◆ Assignment ◆
Say how many lines of the entries below include "PartialEq", giving nothing but that number.
▼
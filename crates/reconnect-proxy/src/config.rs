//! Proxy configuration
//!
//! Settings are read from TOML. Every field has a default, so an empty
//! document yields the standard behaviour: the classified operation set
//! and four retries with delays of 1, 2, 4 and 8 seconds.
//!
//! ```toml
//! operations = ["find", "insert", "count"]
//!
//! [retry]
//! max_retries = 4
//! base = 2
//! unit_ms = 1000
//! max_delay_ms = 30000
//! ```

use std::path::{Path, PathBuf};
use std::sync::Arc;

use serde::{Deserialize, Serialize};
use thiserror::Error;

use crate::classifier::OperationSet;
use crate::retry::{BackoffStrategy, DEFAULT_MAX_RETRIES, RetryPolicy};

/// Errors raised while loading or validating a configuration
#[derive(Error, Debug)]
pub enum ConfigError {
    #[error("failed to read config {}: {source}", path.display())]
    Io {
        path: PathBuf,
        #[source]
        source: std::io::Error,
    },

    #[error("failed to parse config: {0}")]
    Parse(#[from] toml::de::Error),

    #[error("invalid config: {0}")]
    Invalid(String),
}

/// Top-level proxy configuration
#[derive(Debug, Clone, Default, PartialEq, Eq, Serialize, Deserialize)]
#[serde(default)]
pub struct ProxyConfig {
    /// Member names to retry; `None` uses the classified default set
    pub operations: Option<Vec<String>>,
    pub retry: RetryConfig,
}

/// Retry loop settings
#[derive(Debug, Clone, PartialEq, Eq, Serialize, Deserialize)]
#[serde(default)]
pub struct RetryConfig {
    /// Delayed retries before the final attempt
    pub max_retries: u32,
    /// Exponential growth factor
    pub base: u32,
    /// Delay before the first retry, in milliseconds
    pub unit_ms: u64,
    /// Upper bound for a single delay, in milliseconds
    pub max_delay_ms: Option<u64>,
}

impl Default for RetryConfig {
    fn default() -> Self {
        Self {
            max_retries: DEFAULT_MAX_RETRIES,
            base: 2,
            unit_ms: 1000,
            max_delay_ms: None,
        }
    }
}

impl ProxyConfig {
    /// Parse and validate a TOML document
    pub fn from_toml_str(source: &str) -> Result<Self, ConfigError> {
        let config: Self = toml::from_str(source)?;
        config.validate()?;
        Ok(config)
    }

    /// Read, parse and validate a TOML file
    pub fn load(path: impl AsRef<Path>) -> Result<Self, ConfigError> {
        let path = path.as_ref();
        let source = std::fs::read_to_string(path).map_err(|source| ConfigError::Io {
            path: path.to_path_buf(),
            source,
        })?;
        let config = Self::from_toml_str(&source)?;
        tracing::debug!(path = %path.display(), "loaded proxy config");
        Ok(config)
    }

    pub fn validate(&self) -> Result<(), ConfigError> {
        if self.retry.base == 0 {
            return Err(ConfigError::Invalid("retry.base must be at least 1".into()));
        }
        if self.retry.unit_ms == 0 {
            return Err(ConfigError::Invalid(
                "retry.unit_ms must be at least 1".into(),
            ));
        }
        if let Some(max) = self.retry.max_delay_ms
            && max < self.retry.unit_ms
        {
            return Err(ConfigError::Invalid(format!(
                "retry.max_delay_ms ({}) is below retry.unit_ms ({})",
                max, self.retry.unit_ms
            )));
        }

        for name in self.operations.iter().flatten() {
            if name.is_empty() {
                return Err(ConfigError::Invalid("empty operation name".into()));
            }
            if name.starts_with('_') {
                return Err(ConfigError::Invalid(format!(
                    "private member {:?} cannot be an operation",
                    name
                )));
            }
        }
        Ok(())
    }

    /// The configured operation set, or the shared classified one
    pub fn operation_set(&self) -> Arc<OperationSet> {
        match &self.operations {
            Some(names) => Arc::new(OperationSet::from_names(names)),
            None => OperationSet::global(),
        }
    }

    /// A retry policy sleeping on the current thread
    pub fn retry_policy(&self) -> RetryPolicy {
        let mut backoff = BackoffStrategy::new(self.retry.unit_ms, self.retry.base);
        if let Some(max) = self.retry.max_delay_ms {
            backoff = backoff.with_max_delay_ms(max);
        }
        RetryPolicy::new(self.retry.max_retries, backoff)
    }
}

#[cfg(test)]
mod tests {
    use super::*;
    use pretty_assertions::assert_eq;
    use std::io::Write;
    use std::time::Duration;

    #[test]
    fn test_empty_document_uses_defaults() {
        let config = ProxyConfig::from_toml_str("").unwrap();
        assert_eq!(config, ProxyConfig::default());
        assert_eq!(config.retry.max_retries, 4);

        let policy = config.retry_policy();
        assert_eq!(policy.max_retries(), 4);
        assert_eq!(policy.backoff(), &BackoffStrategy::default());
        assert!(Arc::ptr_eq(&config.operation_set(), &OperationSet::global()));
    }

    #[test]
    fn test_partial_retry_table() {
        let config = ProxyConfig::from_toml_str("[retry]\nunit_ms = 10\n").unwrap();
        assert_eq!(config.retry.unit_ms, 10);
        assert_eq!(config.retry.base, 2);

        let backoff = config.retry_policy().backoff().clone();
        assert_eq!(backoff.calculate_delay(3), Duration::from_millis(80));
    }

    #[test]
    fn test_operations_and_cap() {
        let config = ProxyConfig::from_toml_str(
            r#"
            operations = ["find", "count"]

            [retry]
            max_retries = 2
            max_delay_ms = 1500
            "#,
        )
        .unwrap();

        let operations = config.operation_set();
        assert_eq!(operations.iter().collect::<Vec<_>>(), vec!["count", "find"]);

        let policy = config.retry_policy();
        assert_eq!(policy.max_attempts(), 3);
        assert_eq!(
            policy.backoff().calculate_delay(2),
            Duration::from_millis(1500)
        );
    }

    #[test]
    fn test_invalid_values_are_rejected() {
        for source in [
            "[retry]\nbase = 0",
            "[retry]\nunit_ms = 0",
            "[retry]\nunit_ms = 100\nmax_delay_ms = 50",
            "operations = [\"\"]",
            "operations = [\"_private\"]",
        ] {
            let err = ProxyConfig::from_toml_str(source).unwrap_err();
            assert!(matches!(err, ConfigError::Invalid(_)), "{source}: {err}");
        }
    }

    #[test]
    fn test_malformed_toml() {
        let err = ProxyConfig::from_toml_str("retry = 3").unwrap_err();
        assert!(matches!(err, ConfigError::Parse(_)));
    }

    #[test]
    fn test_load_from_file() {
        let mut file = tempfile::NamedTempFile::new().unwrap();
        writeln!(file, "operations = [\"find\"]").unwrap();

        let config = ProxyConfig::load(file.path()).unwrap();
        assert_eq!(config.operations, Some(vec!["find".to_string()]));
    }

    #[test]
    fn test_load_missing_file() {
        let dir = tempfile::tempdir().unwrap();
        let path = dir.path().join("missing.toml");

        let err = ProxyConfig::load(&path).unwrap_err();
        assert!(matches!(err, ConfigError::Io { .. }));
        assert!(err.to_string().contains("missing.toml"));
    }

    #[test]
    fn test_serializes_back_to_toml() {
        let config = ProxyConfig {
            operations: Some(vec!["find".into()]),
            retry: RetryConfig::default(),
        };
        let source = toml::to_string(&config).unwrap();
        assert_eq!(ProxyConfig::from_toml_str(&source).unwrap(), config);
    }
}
▲
◆ Finished exercise ◆
2